The doctor is one of many residents across the country who have gone out of state for training in abortion since Dobbs. Most of them are OBGYN residents who are required to have that experience but are unable to get it in their home states. A smaller group are those, like the doctor, who have opted to do so in addition to their required medical training. Her experience is just one glimpse into the challenges these residents encounter as they try to cover as much as ground as possible on an expedited timeline out of state — and supports medical experts’ fears that shortcomings in post-Dobbs training alternatives could affect the skills of many doctors.
The doctor, to whom POLITICO granted anonymity due to her fear of professional repercussions and the threat of physical violence for seeking abortion training, was not exactly sure when or how she would use what she learned in her future career. Maybe she would move to a blue state after completing her residency and offer abortions as part of a private practice. Maybe she would join the cadre of doctors who parachute into abortion clinics a few days a month to help meet rising demand. In any case, she never wanted to be in a situation where a patient needed help ending a pregnancy and she didn’t know how to treat her.
“It felt like a moral imperative,” she said. “I don’t want my kids, my pediatric patients, having babies of their own before they’re able to do the things that they tell me they want to do at each clinic visit — graduate high school, graduate college, find a partner, do all of these things.”

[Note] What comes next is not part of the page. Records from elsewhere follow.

//! Multi-session host.
//!
//! Every connected user gets their own [`Session`], built from a shared
//! configuration and a shared setup function that registers the app's
//! derivations and effects. Each session runs on its own Tokio task and is
//! driven through a [`SessionHandle`], so one user's event never blocks or
//! observes another's state.

use std::sync::Arc;

use dashmap::DashMap;
use tokio::sync::{mpsc, oneshot};
use tracing::{debug, info, warn};

use crate::config::SessionConfig;
use crate::data::DataSource;
use crate::error::{ReactiveError, Result};
use crate::input::InputEvent;
use crate::reactive::{FlushReport, Session};

/// Registers an app's derivations and effects on a fresh session.
pub type SetupFn = dyn Fn(&Session) -> Result<()> + Send + Sync;

/// Commands sent to a session task.
enum SessionCommand {
    /// Apply the events of one user action as a batch.
    Dispatch {
        events: Vec<InputEvent>,
        reply: oneshot::Sender<Result<FlushReport>>,
    },
    /// Read all signal values.
    Snapshot {
        reply: oneshot::Sender<serde_json::Value>,
    },
    /// Stop the task and drop the session.
    Close,
}

/// Async handle to one hosted session.
#[derive(Clone)]
pub struct SessionHandle {
    id: u64,
    commands: mpsc::Sender<SessionCommand>,
}

impl SessionHandle {
    pub fn id(&self) -> u64 {
        self.id
    }

    pub async fn dispatch(&self, event: InputEvent) -> Result<FlushReport> {
        self.dispatch_all(vec![event]).await
    }

    pub async fn dispatch_all(&self, events: Vec<InputEvent>) -> Result<FlushReport> {
        let (reply, response) = oneshot::channel();
        self.send(SessionCommand::Dispatch { events, reply }).await?;
        response
            .await
            .map_err(|_| ReactiveError::SessionClosed(self.id))?
    }

    pub async fn snapshot(&self) -> Result<serde_json::Value> {
        let (reply, response) = oneshot::channel();
        self.send(SessionCommand::Snapshot { reply }).await?;
        response
            .await
            .map_err(|_| ReactiveError::SessionClosed(self.id))
    }

    /// Whether the session task has stopped.
    pub fn is_closed(&self) -> bool {
        self.commands.is_closed()
    }

    async fn send(&self, command: SessionCommand) -> Result<()> {
        self.commands
            .send(command)
            .await
            .map_err(|_| ReactiveError::SessionClosed(self.id))
    }
}

impl std::fmt::Debug for SessionHandle {
    fn fmt(&self, f: &mut std::fmt::Formatter<'_>) -> std::fmt::Result {
        f.debug_struct("SessionHandle")
            .field("id", &self.id)
            .field("closed", &self.is_closed())
            .finish()
    }
}

/// Opens, tracks and closes sessions.
pub struct SessionHost {
    config: SessionConfig,
    data: Option<Arc<dyn DataSource>>,
    setup: Arc<SetupFn>,
    sessions: DashMap<u64, SessionHandle>,
}

impl SessionHost {
    pub fn new<F>(config: SessionConfig, setup: F) -> Result<Self>
    where
        F: Fn(&Session) -> Result<()> + Send + Sync + 'static,
    {
        config.validate()?;
        Ok(Self {
            config,
            data: None,
            setup: Arc::new(setup),
            sessions: DashMap::new(),
        })
    }

    /// Share one dataset between all sessions.
    pub fn with_data(mut self, data: Arc<dyn DataSource>) -> Self {
        self.data = Some(data);
        self
    }

    /// Build a session, run the setup function on it and spawn its task.
    ///
    /// Must be called from within a Tokio runtime.
    pub fn open(&self) -> Result<SessionHandle> {
        let mut builder = Session::builder().config(self.config.clone());
        if let Some(data) = &self.data {
            builder = builder.data(Arc::clone(data));
        }
        let session = builder.build()?;
        (self.setup)(&session)?;

        let id = session.id();
        let (commands, receiver) = mpsc::channel(self.config.channel_capacity);
        tokio::spawn(run_session(session, receiver));

        let handle = SessionHandle { id, commands };
        self.sessions.insert(id, handle.clone());
        info!(session = id, open = self.sessions.len(), "session opened");
        Ok(handle)
    }

    pub fn get(&self, id: u64) -> Option<SessionHandle> {
        self.sessions.get(&id).map(|entry| entry.value().clone())
    }

    /// Stop a session's task. Returns false for unknown ids.
    pub async fn close(&self, id: u64) -> bool {
        let Some((_, handle)) = self.sessions.remove(&id) else {
            return false;
        };
        // An already stopped task is closed as well
        let _ = handle.send(SessionCommand::Close).await;
        info!(session = id, open = self.sessions.len(), "session closed");
        true
    }

    pub fn len(&self) -> usize {
        self.sessions.len()
    }

    pub fn is_empty(&self) -> bool {
        self.sessions.is_empty()
    }

    /// Ids of open sessions, ascending.
    pub fn ids(&self) -> Vec<u64> {
        let mut ids: Vec<u64> = self.sessions.iter().map(|entry| *entry.key()).collect();
        ids.sort_unstable();
        ids
    }
}

async fn run_session(session: Session, mut commands: mpsc::Receiver<SessionCommand>) {
    while let Some(command) = commands.recv().await {
        match command {
            SessionCommand::Dispatch { events, reply } => {
                let result = session.dispatch_all(events);
                if let Err(err) = &result {
                    warn!(session = session.id(), error = %err, "event rejected");
                }
                let _ = reply.send(result);
            }
            SessionCommand::Snapshot { reply } => {
                let _ = reply.send(session.snapshot());
            }
            SessionCommand::Close => break,
        }
    }
    debug!(session = session.id(), "session task stopped");
}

Back in that narrow Delaware exam room, afraid of exacerbating and prolonging her patient’s discomfort, the doctor asked the attending physician training her to take over. And with skills acquired through performing abortions over many years, the attending physician quickly completed the procedure, operating by feel when the tiny window to the patient’s cervix was obscured.
The doctor knew she would need more than this bare-bones training to be able to handle situations like these, but she didn’t know how she could obtain it after returning home.
“I feel like I’ve gotten a little taste,” she later told me, “but I know it takes doing it day in and day out to really gain that proficiency.”
Had the doctor known when she was applying for residencies around the country in 2019 what she knows today, she never would have picked the conservative-leaning state that became her temporary home.
After the Supreme Court overturned Roe v. Wade, clearing the way for abortion bans to take effect in much of the country, including her state, her medical school put together virtual town halls on what the new legal landscape meant for patients and providers. But the PowerPoint decks and lectures from hospital attorneys did little to clarify when doctors could provide abortions — even ones they deemed medically necessary — or how the ban would affect residents’ training.
As a popular backlash to the bans mounted nationwide, the doctor started writing to her members of Congress asking them to restore federal protections for the procedure. And when protesters gathered outside her state capitol, she joined them, wearing her white lab coat but covering up the embroidered name of her institution to avoid trouble. The thought gnawed away at her that she could and should do more.
“I realized there was no reason why I couldn’t actually be at the forefront of this and actually perform abortions myself,” she said. “And I might have a much more significant impact doing that, because so few residents, so few medical personnel, are able to do that specific role.”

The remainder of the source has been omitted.